The largest takeover battle in corporate history leaves du Pont in control of Conoco, the ninth largest oil company.The spectacular $7.5 Billion acquisition struggle had du Pont autbidding Seagram of Canada and Mobil Oil, the second largest American oil firm. It briefly dramatized one of the biggest merger drives in history currently in progress. It is surprising that the latter gets so little attention; in times past it could have been major political issue. Look at the record.

The first great merger wave began in 1879. According to a new study by the American Enterprise Institute, a conservative nonprofit research organization here, Congress passed the Sherman Antitirust Act in 1890 to control mergers but the Supreme Court undercut it. An avalanche of merger activity followed the weakened decision. Then in 1904 the Supreme Court changed its mind and in effect banned mergers that resulted in market dominance. that, and a severe depression, ended the first merger wave.

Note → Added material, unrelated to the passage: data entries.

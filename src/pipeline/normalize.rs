//! Temporal normalization
//!
//! Converts a joined referral's instants into its resolved local timezone.
//! Ordering comparisons ("transaction after referral") stay on the UTC
//! instants; only calendar bucketing ("same month") uses the local fields
//! produced here. Mixing the two would let a zone offset reorder events.

use chrono::{DateTime, Datelike, NaiveDateTime, Utc};
use chrono_tz::Tz;

use super::join::JoinedReferral;

/// Local calendar year-month bucket.
#[derive(Debug, Clone, Copy, PartialEq, Eq)]
pub struct YearMonth {
    pub year: i32,
    pub month: u32,
}

/// Local-time projections of a joined referral's instants.
#[derive(Debug, Clone, Copy, Default)]
pub struct LocalTimes {
    pub referral_local: Option<NaiveDateTime>,
    pub transaction_local: Option<NaiveDateTime>,
    pub referral_month: Option<YearMonth>,
    pub transaction_month: Option<YearMonth>,
}

fn to_local(instant: DateTime<Utc>, tz: Tz) -> NaiveDateTime {
    instant.with_timezone(&tz).naive_local()
}

fn year_month(local: NaiveDateTime) -> YearMonth {
    YearMonth {
        year: local.year(),
        month: local.month(),
    }
}

/// Project the referral and transaction instants into `tz`.
pub fn normalize(record: &JoinedReferral, tz: Tz) -> LocalTimes {
    let referral_local = record.referral.created_at.map(|t| to_local(t, tz));
    let transaction_local = record
        .transaction
        .as_ref()
        .and_then(|t| t.occurred_at)
        .map(|t| to_local(t, tz));
    LocalTimes {
        referral_local,
        transaction_local,
        referral_month: referral_local.map(year_month),
        transaction_month: transaction_local.map(year_month),
    }
}

impl LocalTimes {
    /// True when both instants fall in the same local calendar month.
    /// Absent instants never match.
    pub fn same_month(&self) -> bool {
        matches!(
            (self.referral_month, self.transaction_month),
            (Some(a), Some(b)) if a == b
        )
    }
}
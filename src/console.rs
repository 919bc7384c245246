//! Console presentation
//!
//! Pure formatting functions returning `String`; the CLI layer decides
//! where to print. Nulls render as an em dash, previews cap at 30 rows.

use crate::loader::RawTable;
use crate::pipeline::RunSummary;
use crate::profiler::ColumnProfile;

const PREVIEW_ROWS: usize = 30;
const MAX_CELL_WIDTH: usize = 25;

fn clip(value: &str) -> String {
    if value.chars().count() > MAX_CELL_WIDTH {
        let truncated: String = value.chars().take(MAX_CELL_WIDTH - 1).collect();
        format!("{truncated}…")
    } else {
        value.to_string()
    }
}

/// Render the first rows of a raw table as an aligned text block.
pub fn format_table_preview(table: &RawTable) -> String {
    let mut output = String::new();
    output.push_str(&format!(
        "Table: {} | {} rows x {} columns\n",
        table.name,
        table.rows.len(),
        table.columns.len()
    ));

    if table.is_empty() {
        output.push_str("(empty)\n");
        return output;
    }

    let preview: Vec<Vec<String>> = table
        .rows
        .iter()
        .take(PREVIEW_ROWS)
        .map(|row| {
            row.iter()
                .map(|cell| clip(cell.as_deref().unwrap_or("—")))
                .collect()
        })
        .collect();

    let widths: Vec<usize> = table
        .columns
        .iter()
        .enumerate()
        .map(|(i, col)| {
            preview
                .iter()
                .map(|row| row[i].chars().count())
                .chain(std::iter::once(clip(col).chars().count()))
                .max()
                .unwrap_or(0)
        })
        .collect();

    let header: Vec<String> = table
        .columns
        .iter()
        .enumerate()
        .map(|(i, col)| format!("{:<width$}", clip(col), width = widths[i]))
        .collect();
    output.push_str(&header.join("  "));
    output.push('\n');
    output.push_str(&"-".repeat(widths.iter().sum::<usize>() + 2 * widths.len().saturating_sub(1)));
    output.push('\n');

    for row in &preview {
        let line: Vec<String> = row
            .iter()
            .enumerate()
            .map(|(i, cell)| format!("{:<width$}", cell, width = widths[i]))
            .collect();
        output.push_str(&line.join("  "));
        output.push('\n');
    }

    if table.rows.len() > PREVIEW_ROWS {
        output.push_str(&format!("... and {} more rows\n", table.rows.len() - PREVIEW_ROWS));
    }
    output
}

/// Render the profile of one table.
pub fn format_profiles(name: &str, profiles: &[ColumnProfile]) -> String {
    if profiles.is_empty() {
        return format!("Table: {name} -> no data\n");
    }

    let mut output = String::new();
    output.push_str(&format!(
        "Table: {} | {} rows\n",
        name, profiles[0].row_count
    ));
    output.push_str(&format!(
        "{:<28} {:<10} {:>8} {:>11}  {}\n",
        "Column", "Type", "Null %", "Distinct %", "Top Value -> Count"
    ));
    output.push_str(&format!("{}\n", "-".repeat(90)));

    for profile in profiles {
        let top = profile
            .top_value
            .as_ref()
            .map(|(value, count)| format!("{} -> {}", clip(value), count))
            .unwrap_or_else(|| "—".to_string());
        output.push_str(&format!(
            "{:<28} {:<10} {:>7.1}% {:>10.1}%  {}\n",
            clip(&profile.column),
            profile.data_type,
            profile.null_pct(),
            profile.distinct_pct(),
            top
        ));
    }
    output
}

/// Render the end-of-run classification summary.
pub fn format_run_summary(summary: &RunSummary) -> String {
    let mut output = String::new();
    output.push_str(&format!("Referrals processed: {}\n", summary.total));
    output.push_str(&format!(
        "Valid:   {} ({} success, {} pending/failed)\n",
        summary.valid(),
        summary.valid_success,
        summary.valid_pending_or_failed
    ));
    output.push_str(&format!("Invalid: {}\n", summary.invalid));

    if !summary.reason_counts.is_empty() {
        output.push_str("Invalid reasons:\n");
        for (tag, count) in &summary.reason_counts {
            output.push_str(&format!("  {:<32} {}\n", tag, count));
        }
    }
    output
}
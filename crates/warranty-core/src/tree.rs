//! Replacement tree lookup and candidate extraction
//!
//! - [`find_node`]: first top-level node matching the product's categories
//! - [`collect_candidates`]: depth-first walk producing unique product ids

use crate::types::{CategoryId, CategoryNode, ProductId, ReplacementTree, TreeChild};
use indexmap::IndexSet;

/// Find the first top-level node whose category is in `category_ids`
///
/// Tree order decides: the first match wins, not the best one.
#[must_use]
pub fn find_node<'a>(
    tree: &'a ReplacementTree,
    category_ids: &[CategoryId],
) -> Option<&'a CategoryNode> {
    tree.tree
        .iter()
        .find(|node| category_ids.contains(&node.category_id))
}

/// Collect candidate product ids reachable from `node`
///
/// When a child category of `node` is also one of `category_ids`, the walk
/// narrows to that child, provided it yields any products. Otherwise the
/// whole subtree is walked depth-first in declared order. Ids are unique and
/// keep their first-seen position. Returns `None` if nothing was found.
#[must_use]
pub fn collect_candidates(node: &CategoryNode, category_ids: &[CategoryId]) -> Option<Vec<ProductId>> {
    let narrowed = node.children.iter().find_map(|child| match child {
        TreeChild::Category(inner) if category_ids.contains(&inner.category_id) => Some(inner),
        _ => None,
    });

    if let Some(inner) = narrowed {
        if let Some(found) = collect_candidates(inner, category_ids) {
            return Some(found);
        }
    }

    let mut seen = IndexSet::new();
    walk(node, &mut seen);

    if seen.is_empty() {
        None
    } else {
        Some(seen.into_iter().collect())
    }
}

fn walk(node: &CategoryNode, seen: &mut IndexSet<ProductId>) {
    for child in &node.children {
        match child {
            TreeChild::Product(id) => {
                seen.insert(*id);
            }
            TreeChild::Category(inner) => walk(inner, seen),
        }
    }
}
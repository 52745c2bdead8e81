//! Per-call deadlines for collaborator requests

use crate::error::{ResolveError, SourceError, Stage};
use std::future::Future;
use std::time::Duration;

/// Await a collaborator call, tagging failures with `stage`
///
/// With `timeout` set, a call that does not finish in time becomes
/// [`ResolveError::Timeout`].
pub(crate) async fn guarded<T, F>(
    stage: Stage,
    timeout: Option<Duration>,
    call: F,
) -> Result<T, ResolveError>
where
    F: Future<Output = Result<T, SourceError>>,
{
    let outcome = match timeout {
        Some(limit) => tokio::time::timeout(limit, call)
            .await
            .map_err(|_| ResolveError::Timeout {
                stage,
                timeout_ms: u64::try_from(limit.as_millis()).unwrap_or(u64::MAX),
            })?,
        None => call.await,
    };
    outcome.map_err(|source| ResolveError::collaborator(stage, source))
}
//! Warranty Core - replacement and upgrade option resolution
//!
//! Given a warranty claim on a product, finds the replacement products the
//! customer may choose instead:
//! - Looks the product's categories up in the global replacement tree
//! - Filters candidates by warranty metadata and device compatibility
//! - Hydrates, canonicalizes and ranks the survivors
//!
//! The page-side view models (form state, pricing, product cards, page
//! heading) live alongside the pipeline and consume its output.
//!
//! # Example
//!
//! ```rust,ignore
//! use std::sync::Arc;
//! use warranty_core::prelude::*;
//!
//! # async fn example(catalog: StaticCatalog) -> Result<(), ResolveError> {
//! let resolver = UpgradeResolver::new(Arc::new(catalog), ResolverConfig::new());
//! let ctx = ResolutionContext::new(ProductId(42), vec![CategoryId(7)]);
//!
//! let resolution = resolver.resolve(&ctx).await?;
//! println!("{} upgrade options", resolution.upgrade_options.len());
//! # Ok(())
//! # }
//! ```

#![warn(unreachable_pub)]

// Pipeline
pub mod canonical;
pub mod config;
pub mod eligibility;
pub mod error;
pub mod format;
pub mod hydration;
pub mod metafield;
pub mod resolver;
pub mod selection;
pub mod source;
pub mod tree;
pub mod types;

mod deadline;

// Page-side view models
pub mod card;
pub mod isod;
pub mod page;
pub mod pricing;
pub mod session;

// Re-exports for convenience
pub use config::{ResolverConfig, DEFAULT_FETCH_TIMEOUT_MS, UPGRADE_OPTIONS_LIMIT};
pub use error::{
    ConfigError, FormatError, HydrationError, IsodError, ResolveError, SourceError, Stage,
    TreeError,
};
pub use metafield::{Metafield, MetafieldKey, ProductMetafields, WarrantyFlags};
pub use resolver::{Resolution, UpgradeResolver};
pub use session::{CartData, CartProduct, FormState, ResolutionContext, SessionDelta};
pub use source::{CatalogSource, LookupKind, StaticCatalog, StorefrontContext};
pub use types::{
    ApiProduct, CategoryId, CategoryNode, CustomerId, ProductId, ProductRecord, ReplaceProduct,
    ReplacementTree, TreeChild, UpgradeOptions, WarrantyFieldsRecord, WarrantyProduct,
};

/// Prelude module for common imports
pub mod prelude {
    //! Common imports for resolving upgrade options
    pub use crate::{
        CatalogSource, CategoryId, FormState, ProductId, Resolution, ResolutionContext,
        ResolveError, ResolverConfig, StaticCatalog, UpgradeResolver, WarrantyProduct,
    };
}

/// Version of this crate
pub const VERSION: &str = env!("CARGO_PKG_VERSION");
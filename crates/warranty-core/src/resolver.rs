//! Upgrade option resolution
//!
//! Runs the pipeline for one claim, strictly in stage order:
//! 1. Tree lookup and candidate extraction
//! 2. Eligibility filter (warranty metadata, device compatibility)
//! 3. Hydration into [`WarrantyProduct`]s
//! 4. Canonicalization and dedup
//! 5. Stock filter, cap, popularity ranking
//!
//! Only a missing original product escapes [`UpgradeResolver::resolve`] as an
//! error. Everything else ends in a [`Resolution`], degraded to "no results"
//! when a collaborator fails.

use crate::canonical::canonicalize;
use crate::config::ResolverConfig;
use crate::deadline::guarded;
use crate::eligibility::EligibilityFilter;
use crate::error::{ResolveError, Stage};
use crate::hydration::Hydrator;
use crate::selection;
use crate::session::{ResolutionContext, SessionDelta};
use crate::source::{CatalogSource, StorefrontContext};
use crate::tree::{collect_candidates, find_node};
use crate::types::{ProductId, UpgradeOptions, WarrantyProduct};
use serde::{Deserialize, Serialize};
use std::sync::Arc;

/// Outcome of a resolution
#[derive(Debug, Clone, Default, PartialEq, Serialize, Deserialize)]
#[serde(rename_all = "camelCase")]
pub struct Resolution {
    /// Ranked upgrade options
    pub upgrade_options: Vec<WarrantyProduct>,
    /// Set when there is nothing to offer
    pub no_results: bool,
}

impl Resolution {
    /// Nothing to offer
    #[inline]
    #[must_use]
    pub fn no_results() -> Self {
        Self {
            upgrade_options: Vec::new(),
            no_results: true,
        }
    }

    /// Options to offer; an empty list means no results
    #[must_use]
    pub fn found(upgrade_options: Vec<WarrantyProduct>) -> Self {
        let no_results = upgrade_options.is_empty();
        Self {
            upgrade_options,
            no_results,
        }
    }

    /// Session update carrying the options
    #[must_use]
    pub fn into_delta(self) -> SessionDelta {
        SessionDelta {
            upgrade_options: self.upgrade_options,
        }
    }
}

/// Resolves upgrade options against a catalog source
pub struct UpgradeResolver {
    config: ResolverConfig,
    source: Arc<dyn CatalogSource>,
}

impl UpgradeResolver {
    /// Create resolver
    #[must_use]
    pub fn new(source: Arc<dyn CatalogSource>, config: ResolverConfig) -> Self {
        Self { config, source }
    }

    /// Configuration in use
    #[inline]
    #[must_use]
    pub fn config(&self) -> &ResolverConfig {
        &self.config
    }

    /// Eligible candidate ids for the claim
    ///
    /// Never fails: collaborator errors are logged and yield an empty set.
    pub async fn upgrade_options(&self, ctx: &ResolutionContext) -> UpgradeOptions {
        let Some(original) = ctx.original_product_id else {
            tracing::debug!("No original product; skipping upgrade lookup");
            return UpgradeOptions::default();
        };

        match self.eligible_candidates(original, ctx).await {
            Ok(options) => options,
            Err(e) => {
                log_degraded("Upgrade lookup", original, &e);
                UpgradeOptions::default()
            }
        }
    }

    async fn eligible_candidates(
        &self,
        original: ProductId,
        ctx: &ResolutionContext,
    ) -> Result<UpgradeOptions, ResolveError> {
        let Some(category_ids) = ctx.category_ids.as_deref() else {
            tracing::debug!("Product {} has no categories", original);
            return Ok(UpgradeOptions::default());
        };

        let tree = guarded(
            Stage::TreeFetch,
            self.config.fetch_timeout(),
            self.source.fetch_replacement_tree(),
        )
        .await?;
        let Some(tree) = tree else {
            tracing::debug!("Replacement tree unavailable");
            return Ok(UpgradeOptions::default());
        };

        let Some(node) = find_node(&tree, category_ids) else {
            tracing::debug!("No tree node for categories {:?}", category_ids);
            return Ok(UpgradeOptions::default());
        };
        let Some(candidates) = collect_candidates(node, category_ids) else {
            tracing::debug!("Category {} has no candidates", node.category_id);
            return Ok(UpgradeOptions::default());
        };
        tree.check_candidates(node.category_id, &candidates)?;
        tracing::debug!(
            "Category {} yielded {} candidates",
            node.category_id,
            candidates.len()
        );

        let selected_devices = match &ctx.selected_device_tags {
            Some(tags) => tags.clone(),
            None => tree
                .product(original)
                .map(|entry| entry.devices().to_vec())
                .unwrap_or_default(),
        };

        EligibilityFilter::new(self.source.as_ref(), &self.config)
            .filter(
                &tree,
                &candidates,
                original,
                &selected_devices,
                ctx.customer_id,
            )
            .await
    }

    /// Resolve ranked upgrade options for the claim
    ///
    /// # Errors
    /// [`ResolveError::MissingOriginalProduct`] when the context names no
    /// product. Every other failure degrades to [`Resolution::no_results`].
    pub async fn resolve(&self, ctx: &ResolutionContext) -> Result<Resolution, ResolveError> {
        let original = ctx
            .original_product_id
            .ok_or(ResolveError::MissingOriginalProduct)?;
        tracing::info!("Resolving upgrade options for product {}", original);

        let options = self.upgrade_options(ctx).await;
        if options.is_empty() {
            tracing::info!("No upgrade options for product {}", original);
            return Ok(Resolution::no_results());
        }

        match self.hydrate_and_select(ctx, &options).await {
            Ok(products) => {
                tracing::info!(
                    "Resolved {} upgrade options for product {}",
                    products.len(),
                    original
                );
                Ok(Resolution::found(products))
            }
            Err(e) => {
                log_degraded("Upgrade resolution", original, &e);
                Ok(Resolution::no_results())
            }
        }
    }

    async fn hydrate_and_select(
        &self,
        ctx: &ResolutionContext,
        options: &UpgradeOptions,
    ) -> Result<Vec<WarrantyProduct>, ResolveError> {
        let storefront = StorefrontContext::for_customer(ctx.customer_id);
        let hydrated = Hydrator::new(self.source.as_ref(), &self.config)
            .hydrate(&storefront, &options.product_ids)
            .await?;

        let canonical = canonicalize(&hydrated.products);
        Ok(selection::select(
            canonical,
            self.config.upgrade_options_limit,
        ))
    }
}

fn log_degraded(operation: &str, original: ProductId, e: &ResolveError) {
    tracing::error!(
        stage = ?e.stage(),
        retryable = e.is_retryable(),
        "{} for product {} failed: {}",
        operation,
        original,
        e
    );
}

impl std::fmt::Debug for UpgradeResolver {
    fn fmt(&self, f: &mut std::fmt::Formatter<'_>) -> std::fmt::Result {
        f.debug_struct("UpgradeResolver")
            .field("config", &self.config)
            .finish_non_exhaustive()
    }
}
//! Eligibility filtering of tree candidates
//!
//! A candidate survives when it is:
//! - not the claimed product itself
//! - compatible with every device the claimed product declares
//! - registerable under warranty
//! - not hidden from warranty flows
//!
//! Warranty flags come from one bulk metafield fetch; candidates absent from
//! that response are looked up individually, concurrently.

use crate::config::ResolverConfig;
use crate::deadline::guarded;
use crate::error::{ResolveError, Stage};
use crate::metafield::WarrantyFlags;
use crate::source::{CatalogSource, LookupKind};
use crate::types::{CustomerId, ProductId, ReplaceProduct, ReplacementTree, UpgradeOptions};
use futures::stream::{self, StreamExt, TryStreamExt};
use std::collections::HashMap;
use std::time::Duration;

/// Check device compatibility
///
/// Every selected device must appear in the candidate's device list. An
/// empty selection accepts any candidate.
#[must_use]
pub fn is_device_compatible(selected: &[String], candidate: &[String]) -> bool {
    selected.iter().all(|device| candidate.contains(device))
}

/// Candidate filter bound to a catalog source
pub struct EligibilityFilter<'a> {
    source: &'a dyn CatalogSource,
    timeout: Option<Duration>,
    concurrency: usize,
}

impl<'a> EligibilityFilter<'a> {
    /// Create filter
    #[must_use]
    pub fn new(source: &'a dyn CatalogSource, config: &ResolverConfig) -> Self {
        Self {
            source,
            timeout: config.fetch_timeout(),
            concurrency: config.fallback_concurrency.max(1),
        }
    }

    /// Fetch warranty flags for every candidate
    ///
    /// `original` is skipped by the per-id fallback since it is never kept.
    pub async fn warranty_flags(
        &self,
        candidates: &[ProductId],
        original: ProductId,
        customer_id: Option<CustomerId>,
    ) -> Result<HashMap<ProductId, WarrantyFlags>, ResolveError> {
        let bulk = guarded(
            Stage::WarrantyFields,
            self.timeout,
            self.source.fetch_warranty_fields(candidates),
        )
        .await?;

        let mut flags = HashMap::with_capacity(candidates.len());
        for record in &bulk {
            flags
                .entry(record.entity_id)
                .or_insert_with(|| WarrantyFlags::from_metafields(record.metafields.iter()));
        }

        let missing: Vec<ProductId> = candidates
            .iter()
            .copied()
            .filter(|id| *id != original && !flags.contains_key(id))
            .collect();
        if missing.is_empty() {
            return Ok(flags);
        }

        tracing::debug!(
            "Bulk warranty fields missing {} candidates; looking up individually",
            missing.len()
        );

        let looked_up: Vec<(ProductId, WarrantyFlags)> = stream::iter(missing)
            .map(|id| async move {
                let product = guarded(
                    Stage::ProductLookup,
                    self.timeout,
                    self.source.fetch_product_by_id(id, LookupKind::Id, customer_id),
                )
                .await?;
                let found = product
                    .and_then(|p| p.metafields)
                    .map_or(WarrantyFlags::MISSING, |fields| {
                        WarrantyFlags::from_metafields(fields.iter())
                    });
                Ok::<_, ResolveError>((id, found))
            })
            .buffer_unordered(self.concurrency)
            .try_collect()
            .await?;

        flags.extend(looked_up);
        Ok(flags)
    }

    /// Keep the candidates eligible as upgrade options, in candidate order
    pub async fn filter(
        &self,
        tree: &ReplacementTree,
        candidates: &[ProductId],
        original: ProductId,
        selected_devices: &[String],
        customer_id: Option<CustomerId>,
    ) -> Result<UpgradeOptions, ResolveError> {
        let flags = self.warranty_flags(candidates, original, customer_id).await?;
        let mut options = UpgradeOptions::default();

        for &id in candidates {
            if id == original {
                continue;
            }

            let entry = tree
                .product(id)
                .cloned()
                .unwrap_or_else(|| ReplaceProduct::new(id));
            let candidate_flags = flags.get(&id).copied().unwrap_or(WarrantyFlags::MISSING);

            if !is_device_compatible(selected_devices, entry.devices()) {
                tracing::trace!("Candidate {} rejected: device mismatch", id);
                continue;
            }
            if !candidate_flags.is_offerable() {
                tracing::trace!("Candidate {} rejected: {:?}", id, candidate_flags);
                continue;
            }

            options.push(entry);
        }

        tracing::debug!(
            "{} of {} candidates eligible",
            options.len(),
            candidates.len()
        );
        Ok(options)
    }
}

impl std::fmt::Debug for EligibilityFilter<'_> {
    fn fmt(&self, f: &mut std::fmt::Formatter<'_>) -> std::fmt::Result {
        f.debug_struct("EligibilityFilter")
            .field("timeout", &self.timeout)
            .field("concurrency", &self.concurrency)
            .finish_non_exhaustive()
    }
}

#[cfg(test)]
mod tests {
    use super::*;
    use crate::metafield::{Metafield, MetafieldConnection};
    use crate::source::StaticCatalog;
    use crate::types::{ApiProduct, CategoryId, CategoryNode, WarrantyFieldsRecord};

    fn tags(raw: &[&str]) -> Vec<String> {
        raw.iter().map(ToString::to_string).collect()
    }

    fn bulk(id: u64, registerable: &str, hidden: &str) -> WarrantyFieldsRecord {
        WarrantyFieldsRecord {
            entity_id: ProductId(id),
            metafields: [
                Metafield::new("is_registerable", registerable),
                Metafield::new("hide_from_warranty", hidden),
            ]
            .into_iter()
            .collect::<MetafieldConnection>(),
        }
    }

    fn tree(entries: Vec<ReplaceProduct>) -> ReplacementTree {
        let mut node = CategoryNode::new(CategoryId(5));
        let mut tree = ReplacementTree::default();
        for entry in entries {
            node = node.with_product(entry.id);
            tree.products.insert(entry.id, entry);
        }
        tree.tree.push(node);
        tree
    }

    #[test]
    fn compatibility_requires_every_selected_device() {
        assert!(is_device_compatible(&[], &tags(&["a"])));
        assert!(is_device_compatible(&[], &[]));
        assert!(is_device_compatible(&tags(&["a"]), &tags(&["b", "a"])));
        assert!(!is_device_compatible(&tags(&["a", "c"]), &tags(&["a", "b"])));
        assert!(!is_device_compatible(&tags(&["a"]), &[]));
    }

    #[tokio::test]
    async fn filters_hidden_unregisterable_and_self() {
        let tree = tree(vec![
            ReplaceProduct::new(ProductId(1)),
            ReplaceProduct::new(ProductId(2)),
            ReplaceProduct::new(ProductId(3)),
            ReplaceProduct::new(ProductId(9)),
        ]);
        let mut catalog = StaticCatalog::new();
        catalog.warranty_fields = vec![
            bulk(1, "true", "false"),
            bulk(2, "true", "TRUE"),
            bulk(3, "True", "false"),
            bulk(9, "true", "false"),
        ];

        let config = ResolverConfig::default();
        let filter = EligibilityFilter::new(&catalog, &config);
        let candidates = [ProductId(1), ProductId(2), ProductId(3), ProductId(9)];
        let options = filter
            .filter(&tree, &candidates, ProductId(9), &[], None)
            .await
            .unwrap();

        assert_eq!(options.product_ids, vec![ProductId(1)]);
        assert!(options.products.contains_key(&ProductId(1)));
    }

    #[tokio::test]
    async fn falls_back_to_per_id_lookup() {
        let tree = tree(vec![
            ReplaceProduct::new(ProductId(1)),
            ReplaceProduct::new(ProductId(2)),
            ReplaceProduct::new(ProductId(3)),
        ]);
        let mut catalog = StaticCatalog::new();
        catalog.warranty_fields = vec![bulk(1, "true", "false")];
        let mut hidden = ApiProduct::new(ProductId(2), "B");
        hidden.metafields = Some(vec![Metafield::new("is_registerable", "true")]);
        catalog.hidden_products.push(hidden);

        let config = ResolverConfig::default();
        let filter = EligibilityFilter::new(&catalog, &config);
        let candidates = [ProductId(1), ProductId(2), ProductId(3)];
        let options = filter
            .filter(&tree, &candidates, ProductId(0), &[], None)
            .await
            .unwrap();

        // 3 has no metadata anywhere and is treated as not registerable
        assert_eq!(options.product_ids, vec![ProductId(1), ProductId(2)]);
    }

    #[tokio::test]
    async fn applies_device_compatibility() {
        let tree = tree(vec![
            ReplaceProduct::new(ProductId(1)).with_devices(["phone-12", "phone-12-pro"]),
            ReplaceProduct::new(ProductId(2)).with_devices(["phone-12"]),
        ]);
        let mut catalog = StaticCatalog::new();
        catalog.warranty_fields = vec![bulk(1, "true", "false"), bulk(2, "true", "false")];

        let config = ResolverConfig::default();
        let filter = EligibilityFilter::new(&catalog, &config);
        let selected = tags(&["phone-12", "phone-12-pro"]);
        let options = filter
            .filter(&tree, &[ProductId(1), ProductId(2)], ProductId(0), &selected, None)
            .await
            .unwrap();

        assert_eq!(options.product_ids, vec![ProductId(1)]);
    }
}
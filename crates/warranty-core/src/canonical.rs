//! Canonicalization of hydrated products
//!
//! A product may declare a replacement SKU (`rpl_sku`). When the product
//! carrying that SKU is part of the same list, it takes the declaring
//! product's place. Products are then deduplicated by id, keeping the first
//! occurrence.

use crate::types::{ProductId, WarrantyProduct};
use std::collections::{HashMap, HashSet};

/// Canonicalize and deduplicate `products`, preserving first-occurrence order
///
/// Replacement chains (`A -> B -> C`) are followed to their end. Members of a
/// replacement cycle all resolve to the cycle member listed first. When SKUs
/// repeat, one pass can change which product a SKU names, so passes repeat
/// until the list stops shrinking. Running this on its own output returns the
/// output unchanged.
#[must_use]
pub fn canonicalize(products: &[WarrantyProduct]) -> Vec<WarrantyProduct> {
    let mut current = substitute(products);
    loop {
        // A pass that keeps every product maps each one to itself.
        let next = substitute(&current);
        if next.len() == current.len() {
            return current;
        }
        current = next;
    }
}

/// One substitution and dedup pass
fn substitute(products: &[WarrantyProduct]) -> Vec<WarrantyProduct> {
    let mut by_sku: HashMap<&str, usize> = HashMap::with_capacity(products.len());
    for (index, product) in products.iter().enumerate() {
        by_sku.entry(product.sku.as_str()).or_insert(index);
    }

    let mut seen: HashSet<ProductId> = HashSet::with_capacity(products.len());
    let mut canonical = Vec::with_capacity(products.len());

    for start in 0..products.len() {
        let chosen = &products[resolve(products, &by_sku, start)];
        if seen.insert(chosen.id) {
            canonical.push(chosen.clone());
        }
    }

    canonical
}

/// Index of the product that finally represents `products[start]`
fn resolve(products: &[WarrantyProduct], by_sku: &HashMap<&str, usize>, start: usize) -> usize {
    let mut path = vec![start];
    let mut current = start;

    loop {
        let next = products[current]
            .rpl_sku
            .as_deref()
            .and_then(|sku| by_sku.get(sku).copied());

        match next {
            None => return current,
            Some(next) if next == current => return current,
            Some(next) => {
                if let Some(cycle_start) = path.iter().position(|&i| i == next) {
                    return path[cycle_start..]
                        .iter()
                        .copied()
                        .min()
                        .unwrap_or(current);
                }
                path.push(next);
                current = next;
            }
        }
    }
}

Number two came with the concentration of industrial life and with further interpretations by the Supreme Court. In the 1912 election candidates Taft, Roosevelt (theodore), and Wilson all fervently committed themselves to more stringent antitrust laws. Following his election, Wilson encouraged Congress in 1914 to pass the Clayton Act and the measure creating the Federal Trade Commission to police the marketplace. The famous Section 7 of the Clayton Act forbade mergers that might lessen competition or create a monopoly. That seemed to settle it.

But again it appeared that the corporate lawyers were smarter than the legislators. The law put restrictions on holding companies which were then the most common device for creating consolidation, but ingenious attorneys soon found other devices almost as effective to achieve their purpose.

Merger activity slowed down in the great depression of the 1930s but started up again in the war-stimulated prosperity of the 1940s. That was wave three. As usual Congress reacted. It passed the Celler-Kefauver Act of 1950 which strengthend "Section 7". Simultaneously there was an anxious new look by political scientists and politicians at the concentration of economic power. The usual cycle followed. How would the Supreme Court interpret the new legislation? The answer came fairly promptly in Brown Shoe Company v. the United Statesm -- it supported tough restrictions on horizontal and vertical mergers.

Very well, that required a new path; a new legal detour. Companies acquired stocks and assets of other firms in unrelated industries; the same corporation could be digging coal in one area and publishing books in another. It was the new conglomerate merger. That's where we are now. Since 1966 some 60 percent of large acquisitions in manufacturing and mining have been conglomerate.

Merger activity has increased since 1972, including the conglomerate. In a new book by Edward S. Herman, professor at the Wharton School to Business, he argues that the latest consolidation is concentrating American economic power in few hands. There is a network of interlocking directorates: an international company that finds it can't produce textiles at a profit in the United States, say, lets a subsidiary produce them in Latin American or Asia.

If the usual cycle is repeated Congress will shortly investigate. Two years ago Sen. Edward M. Kennedy (D) of Massachusets figured that in 1955 the top 500 industrial companies controlled 65 percent of all manufacturing and mining assets in the country; in 1965 it had climbed to 73 percent, and in 1977 to 83 percent. He said, "Less than 3 percent of all industrial firms now control over 80 percent of all industrial assets." he added that the "merger wave is growing, not receding."

Sen. Strom Thurmond (r) of South Carolina, chairman of the Judiciary Committee, plans hearings on the antitrust laws in the Senate and Rep. Peter W. Rodino JR. (D) of new jersey in the House. Why, asks Rodino, is US industry falling behind foreign competition? The Reagan administration takes the situation calmly. William Baxter, assistant attorney general for the antitrust division, seems inclined to keep hands off. It is uncertain whether the emotion that used to affect the issue has drained off or whether a new effort will be made to curb concentration which Louis D. Brandeis once fervently called "the root of many evils: it offends laws human and divine."